10.3 Subscriber Reports and Records. Subscriber must maintain accurate records containing the following information, copies of which Licensor shall be entitled to request upon seven days prior written notice: (a) the Office where at least one Display Device is located; and (b) the total number of Display Devices at each Office; and (c) the Services received by Subscriber on each Display Device.
11. Authorized Users and Display Devices.
11.1 For the purpose of verifying compliance with this Agreement, Licensor (and Licensor’s authorized representatives) will have the right, during normal business hours upon reasonable advance notice and without material disruption to Subscriber’s business, to audit use made of the Service via the Service, and the manner in which each Display Device accesses the Service.
11.2 If Licensor’s records pursuant to this Section or otherwise indicate that (a) more Users are accessing the Service than Subscriber has paid for, or (b) more Services are being accessed by Users than Subscriber has been billed for, Subscriber shall pay Licensor the shortfall in Fees retrospectively to the date of the applicable increase.

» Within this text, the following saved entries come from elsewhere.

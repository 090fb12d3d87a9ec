// Copyright 2025 eraflo
//
// Licensed under the Apache License, Version 2.0 (the "License");
// you may not use this file except in compliance with the License.
// You may obtain a copy of the License at
//
//     http://www.apache.org/licenses/LICENSE-2.0
//
// Unless required by applicable law or agreed to in writing, software
// distributed under the License is distributed on an "AS IS" BASIS,
// WITHOUT WARRANTIES OR CONDITIONS OF ANY KIND, either express or implied.
// See the License for the specific language governing permissions and
// limitations under the License.

use plinth_core::scene::{NodeKind, Scene};
use serde::{Deserialize, Serialize};

/// The global material parameters the updater applies.
#[derive(Debug, Clone, Copy, PartialEq, Serialize, Deserialize)]
pub struct MaterialSettings {
    /// Strength of environment reflections on every standard material.
    pub env_map_intensity: f32,
}

impl Default for MaterialSettings {
    fn default() -> Self {
        Self {
            env_map_intensity: 1.0,
        }
    }
}

/// Applies `settings` to every mesh with a standard material.
///
/// Such meshes cast and receive shadows, take the global environment
/// intensity, and are flagged for re-upload. Other nodes are untouched.
/// Returns the number of materials visited; zero before any model exists.
pub fn update_all_materials(scene: &mut Scene, settings: &MaterialSettings) -> usize {
    let mut visited = 0;
    scene.traverse_mut(|node| {
        let NodeKind::Mesh(mesh) = &mut node.kind else {
            return;
        };
        let Some(material) = mesh.material.as_standard_mut() else {
            return;
        };
        mesh.cast_shadow = true;
        mesh.receive_shadow = true;
        material.env_map_intensity = settings.env_map_intensity;
        material.mark_needs_update();
        visited += 1;
    });
    log::debug!("Material update touched {visited} materials.");
    visited
}

/// Lowers every material's update flag once the renderer has consumed it.
pub fn clear_material_updates(scene: &mut Scene) {
    scene.traverse_mut(|node| {
        if let NodeKind::Mesh(mesh) = &mut node.kind {
            if let Some(material) = mesh.material.as_standard_mut() {
                material.needs_update = false;
            }
        }
    });
}

#[cfg(test)]
mod tests {
    use super::*;
    use plinth_core::math::Vec3;
    use plinth_core::scene::{
        Material, Mesh, MeshNode, Node, StandardMaterial, UnlitMaterial,
    };
    use std::sync::Arc;

    fn triangle() -> Arc<Mesh> {
        Arc::new(Mesh::new(vec![Vec3::ZERO, Vec3::X, Vec3::Y], None, None, None))
    }

    fn mesh_node(material: Material) -> Node {
        let mut node = MeshNode::new(triangle(), material);
        node.cast_shadow = false;
        node.receive_shadow = false;
        Node::mesh(None, node)
    }

    fn standard_state(scene: &Scene) -> Vec<(StandardMaterial, bool, bool)> {
        let mut out = Vec::new();
        scene.traverse(|node, _| {
            if let NodeKind::Mesh(mesh) = &node.kind {
                if let Some(m) = mesh.material.as_standard() {
                    out.push((m.clone(), mesh.cast_shadow, mesh.receive_shadow));
                }
            }
        });
        out
    }

    #[test]
    fn empty_scene_is_a_no_op() {
        let mut scene = Scene::new();
        assert_eq!(update_all_materials(&mut scene, &MaterialSettings::default()), 0);
    }

    #[test]
    fn standard_meshes_get_settings_and_shadows() {
        let mut scene = Scene::new();
        let mut model = Node::group(Some("model"));
        model.add_child(mesh_node(Material::Standard(StandardMaterial::default())));
        model.add_child(mesh_node(Material::Unlit(UnlitMaterial::default())));
        scene.add(model);
        clear_material_updates(&mut scene);

        let settings = MaterialSettings {
            env_map_intensity: 2.5,
        };
        assert_eq!(update_all_materials(&mut scene, &settings), 1);

        let state = standard_state(&scene);
        assert_eq!(state.len(), 1);
        let (material, cast, receive) = &state[0];
        assert_eq!(material.env_map_intensity, 2.5);
        assert!(material.needs_update);
        assert!(*cast && *receive);

        // The unlit mesh keeps its flags.
        let mut unlit_shadows = None;
        scene.traverse(|node, _| {
            if let NodeKind::Mesh(mesh) = &node.kind {
                if matches!(mesh.material, Material::Unlit(_)) {
                    unlit_shadows = Some(mesh.cast_shadow);
                }
            }
        });
        assert_eq!(unlit_shadows, Some(false));
    }

    #[test]
    fn second_update_changes_nothing() {
        let mut scene = Scene::new();
        scene.add(mesh_node(Material::Standard(StandardMaterial::default())));
        let settings = MaterialSettings {
            env_map_intensity: 7.0,
        };

        update_all_materials(&mut scene, &settings);
        let first = standard_state(&scene);
        update_all_materials(&mut scene, &settings);
        assert_eq!(standard_state(&scene), first);
    }

    #[test]
    fn clearing_lowers_the_flag() {
        let mut scene = Scene::new();
        scene.add(mesh_node(Material::Standard(StandardMaterial::default())));
        update_all_materials(&mut scene, &MaterialSettings::default());
        clear_material_updates(&mut scene);
        assert!(standard_state(&scene).iter().all(|(m, _, _)| !m.needs_update));
    }
}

12. Mergers and Acquisitions.
12.1 For the purpose of calculating the Fees, it is not the intention of the parties that the Fees charged under this Agreement will include Display Devices, Authorized Users, and Services added through a merger or acquisition.
12.2 Accordingly, in the event of any merger or acquisition that would result in Subscriber’s ownership or control of Display Devices formerly owned or controlled by another entity, such additional Display Devices, additional Authorized Users, and Services will not be covered by the Fees charged under this Agreement.
12. 3 Subscriber agrees that such Display Devices, Authorized Users and Services will be subject to additional Fees, based upon the then current listed price for the additional Display Devices and/or Services resulting from the acquisition or merger. For the avoidance of doubt a merger and/or acquisition will not entitle Subscriber to terminate this Agreement other than in accordance with its terms.
13. Copyright Protection; Use Restrictions; Security.
13.1 Subscriber agrees that the Service and Feed specifications, including without limitation the editorial coding and metadata contained therein, are the property of Licensor or Licensor’s licensors.
13.2 The works and databases included in the content of the Service, or posted by Authorized Users, are protected by applicable copyright laws.
13.3 Subscriber agrees that only Authorized Users shall be permitted access to the Service.
13.4 Except as set forth in this Agreement, no clients or other persons or entities who are not legal employees of Subscriber or independent contractors consulting for Subscriber in the ordinary course of Subscriber’s business may be Authorized Users.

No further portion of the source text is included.